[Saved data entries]
▬▬▬▬▬▬

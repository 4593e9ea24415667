//! HIL IR - shared source location types.
//!
//! Every component of the HIL tooling reports positions as byte offsets into
//! the literal text it was handed. This crate holds the [`Span`] type those
//! offsets travel in, so the standalone scanner and the decoding layer agree
//! on one representation.

/// Compile-time assertion that a type has a specific size.
///
/// Used to prevent accidental size regressions in frequently-allocated types.
#[macro_export]
macro_rules! static_assert_size {
    ($ty:ty, $size:expr) => {
        const _: [(); $size] = [(); ::std::mem::size_of::<$ty>()];
    };
}

mod span;

pub use span::{Span, SpanError};
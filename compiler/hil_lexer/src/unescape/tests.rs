use super::*;
use pretty_assertions::assert_eq;

fn decoded(text: &str) -> String {
    match decode(text, false) {
        Ok(d) => d.into_string(),
        Err(err) => panic!("decode({text:?}) failed: {err}"),
    }
}

fn decode_err(text: &str) -> DecodeError {
    match decode(text, false) {
        Ok(d) => panic!("decode({text:?}) unexpectedly produced {:?}", d.as_str()),
        Err(err) => err,
    }
}

// === Fast path ===

#[test]
fn no_backslash_is_identity() {
    let d = decode("hello ${world}", false).unwrap();
    assert_eq!(d.as_str(), "hello ${world}");
    assert_eq!(d.offsets(), (0..=14).collect::<Vec<u32>>().as_slice());
}

#[test]
fn empty_text() {
    let d = decode("", true).unwrap();
    assert!(d.is_empty());
    assert_eq!(d.offsets(), &[0]);
}

#[test]
fn multibyte_identity_offsets() {
    let d = decode("\u{e9}x", false).unwrap();
    assert_eq!(d.offsets(), &[0, 1, 2, 3]);
}

// === Simple escapes ===

#[test]
fn newline_escape_offsets() {
    let d = decode(r"a\nb", false).unwrap();
    assert_eq!(d.as_str(), "a\nb");
    assert_eq!(d.offsets(), &[0, 1, 3, 4]);
    assert_eq!(d.source_offset(1), Some(1));
    assert_eq!(d.source_offset(2), Some(3));
    assert_eq!(d.source_offset(3), Some(4));
    assert_eq!(d.source_offset(4), None);
}

#[test]
fn all_simple_escapes() {
    assert_eq!(
        decoded(r#"\a\b\f\n\t\r\v\\\""#),
        "\u{07}\u{08}\u{0C}\n\t\r\u{0B}\\\""
    );
}

#[test]
fn forward_slash_is_not_an_escape() {
    assert_eq!(
        decode_err(r"a\/b"),
        DecodeError::InvalidEscape {
            offset: 1,
            escape: '/'
        }
    );
}

// === Octal ===

#[test]
fn octal_three_digits() {
    assert_eq!(decoded(r"\101"), "A");
}

#[test]
fn octal_stops_after_three_digits() {
    assert_eq!(decoded(r"\1019"), "A9");
    assert_eq!(decoded(r"\1017"), "A7");
}

#[test]
fn octal_short_forms() {
    assert_eq!(decoded(r"\7"), "\u{07}");
    assert_eq!(decoded(r"\0"), "\0");
    assert_eq!(decoded(r"\12x"), "\nx");
}

#[test]
fn octal_high_first_digit_takes_two() {
    // `\477` is `\47` (`'`) followed by a literal `7`.
    assert_eq!(decoded(r"\477"), "'7");
}

#[test]
fn octal_max_byte() {
    assert_eq!(decoded(r"\377"), "\u{FF}");
    let d = decode(r"\377", false).unwrap();
    // U+00FF is two bytes; both map to the backslash.
    assert_eq!(d.offsets(), &[0, 0, 4]);
}

// === Hex ===

#[test]
fn hex_escapes() {
    assert_eq!(decoded(r"\x41"), "A");
    assert_eq!(decoded(r"\u00e9"), "\u{e9}");
    assert_eq!(decoded(r"\U0001F600"), "\u{1F600}");
}

#[test]
fn hex_digits_beyond_width_are_literal() {
    assert_eq!(decoded(r"\x414"), "A4");
}

#[test]
fn hex_escape_offsets() {
    let d = decode(r"x\u00e9y", false).unwrap();
    assert_eq!(d.as_str(), "x\u{e9}y");
    assert_eq!(d.offsets(), &[0, 1, 1, 7, 8]);
}

#[test]
fn hex_sign_is_rejected() {
    assert_eq!(
        decode_err(r"\x+1"),
        DecodeError::SignedHex {
            offset: 0,
            escape: 'x'
        }
    );
    assert_eq!(
        decode_err(r"ab\u-123"),
        DecodeError::SignedHex {
            offset: 2,
            escape: 'u'
        }
    );
}

#[test]
fn hex_truncated() {
    assert_eq!(
        decode_err(r"\u12"),
        DecodeError::TruncatedHex {
            offset: 0,
            escape: 'u',
            expected: 4
        }
    );
    assert!(matches!(decode_err(r"\x"), DecodeError::TruncatedHex { .. }));
}

#[test]
fn hex_non_digit() {
    assert_eq!(
        decode_err(r"\x4g"),
        DecodeError::InvalidHexDigit {
            offset: 0,
            escape: 'x',
            digit: 'g'
        }
    );
}

#[test]
fn hex_line_breaks_are_rejected() {
    assert_eq!(
        decode_err(r"\x0a"),
        DecodeError::LineSeparator {
            offset: 0,
            code: '\n'
        }
    );
    assert_eq!(
        decode_err(r"\u000D"),
        DecodeError::LineSeparator {
            offset: 0,
            code: '\r'
        }
    );
}

#[test]
fn octal_line_break_is_allowed() {
    assert_eq!(decoded(r"\12"), "\n");
}

#[test]
fn surrogate_and_out_of_range_code_points() {
    assert_eq!(
        decode_err(r"\uD800"),
        DecodeError::InvalidCodePoint {
            offset: 0,
            code: 0xD800
        }
    );
    assert_eq!(
        decode_err(r"\UFFFFFFFF"),
        DecodeError::InvalidCodePoint {
            offset: 0,
            code: 0xFFFF_FFFF
        }
    );
}

// === Failures ===

#[test]
fn unknown_escape_fails() {
    assert_eq!(
        decode_err(r"\q"),
        DecodeError::InvalidEscape {
            offset: 0,
            escape: 'q'
        }
    );
}

#[test]
fn trailing_backslash_fails() {
    assert_eq!(
        decode_err("abc\\"),
        DecodeError::TrailingBackslash { offset: 3 }
    );
}

#[test]
fn error_offset_accessor() {
    assert_eq!(decode_err(r"ab\q").offset(), 2);
    assert_eq!(decode_err(r"\x+1").offset(), 0);
}

#[test]
fn error_messages() {
    assert_eq!(
        decode_err(r"\q").to_string(),
        "unknown escape `\\q` at offset 0"
    );
    assert_eq!(
        decode_err(r"\u12").to_string(),
        "`\\u` escape at offset 0 needs 4 hex digits"
    );
}

// === Passthrough ===

#[test]
fn passthrough_copies_interpolation() {
    let d = decode("a${1+1}b", true).unwrap();
    assert_eq!(d.as_str(), "a${1+1}b");
}

#[test]
fn passthrough_skips_escapes_inside() {
    let d = decode(r#"\n${f("\q")}\t"#, true).unwrap();
    assert_eq!(d.as_str(), "\n${f(\"\\q\")}\t");
    assert_eq!(d.source_offset(0), Some(0));
    assert_eq!(d.source_offset(1), Some(2));
}

#[test]
fn passthrough_tracks_nested_braces() {
    let d = decode(r"${ {a = 1} }\n", true).unwrap();
    assert_eq!(d.as_str(), "${ {a = 1} }\n");
}

#[test]
fn without_passthrough_interpolation_escapes_are_decoded() {
    assert_eq!(decoded(r"${\x41}"), "${A}");
    assert!(decode(r#"${f("\q")}"#, false).is_err());
}

#[test]
fn unterminated_passthrough_runs_to_end() {
    let d = decode(r"x${a\q", true).unwrap();
    assert_eq!(d.as_str(), r"x${a\q");
}

// === Lossy decoding ===

#[test]
fn safe_decode_keeps_invalid_escape() {
    let d = safe_decode(r"a\qb\n", false);
    assert_eq!(d.as_str(), "a\\qb\n");
    assert_eq!(d.offsets(), &[0, 1, 2, 3, 4, 6]);
}

#[test]
fn safe_decode_keeps_trailing_backslash() {
    let d = safe_decode("ab\\", false);
    assert_eq!(d.as_str(), "ab\\");
    assert_eq!(d.offsets(), &[0, 1, 2, 3]);
}

#[test]
fn safe_decode_resumes_after_bad_hex() {
    assert_eq!(safe_decode(r"\x+41", false).as_str(), r"\x+41");
    assert_eq!(safe_decode(r"\u12", false).as_str(), r"\u12");
    assert_eq!(safe_decode(r"\x0a!", false).as_str(), r"\x0a!");
}

#[test]
fn safe_decode_matches_decode_on_success() {
    for text in [r"plain", r"a\nb", r"\101\x41\u0041", r"${a}\t"] {
        assert_eq!(safe_decode(text, true), decode(text, true).unwrap());
    }
}

// === Host offsets ===

#[test]
fn offset_in_host_shifts_by_window() {
    let d = decode(r"a\nb", false).unwrap();
    let window = Span::new(10, 14);
    assert_eq!(d.offset_in_host(0, window), Some(10));
    assert_eq!(d.offset_in_host(2, window), Some(13));
    assert_eq!(d.offset_in_host(3, window), Some(14));
    assert_eq!(d.offset_in_host(4, window), None);
}

#[test]
fn offset_in_host_outside_window() {
    let d = decode("abcdef", false).unwrap();
    assert_eq!(d.offset_in_host(5, Span::new(0, 3)), None);
    assert_eq!(d.offset_in_host(3, Span::new(0, 3)), Some(3));
}

#[test]
fn display_and_as_ref() {
    let d = decode(r"x\ty", false).unwrap();
    assert_eq!(d.to_string(), "x\ty");
    assert_eq!(d.as_ref(), "x\ty");
    assert_eq!(d.len(), 3);
}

▬▬▬▬▬▬

Each line containing the word "decoding" needs to be copied from the data above.

● **Answer to the exercise**:
//! offsets travel in, so the standalone scanner and the decoding layer agree
// === Lossy decoding ===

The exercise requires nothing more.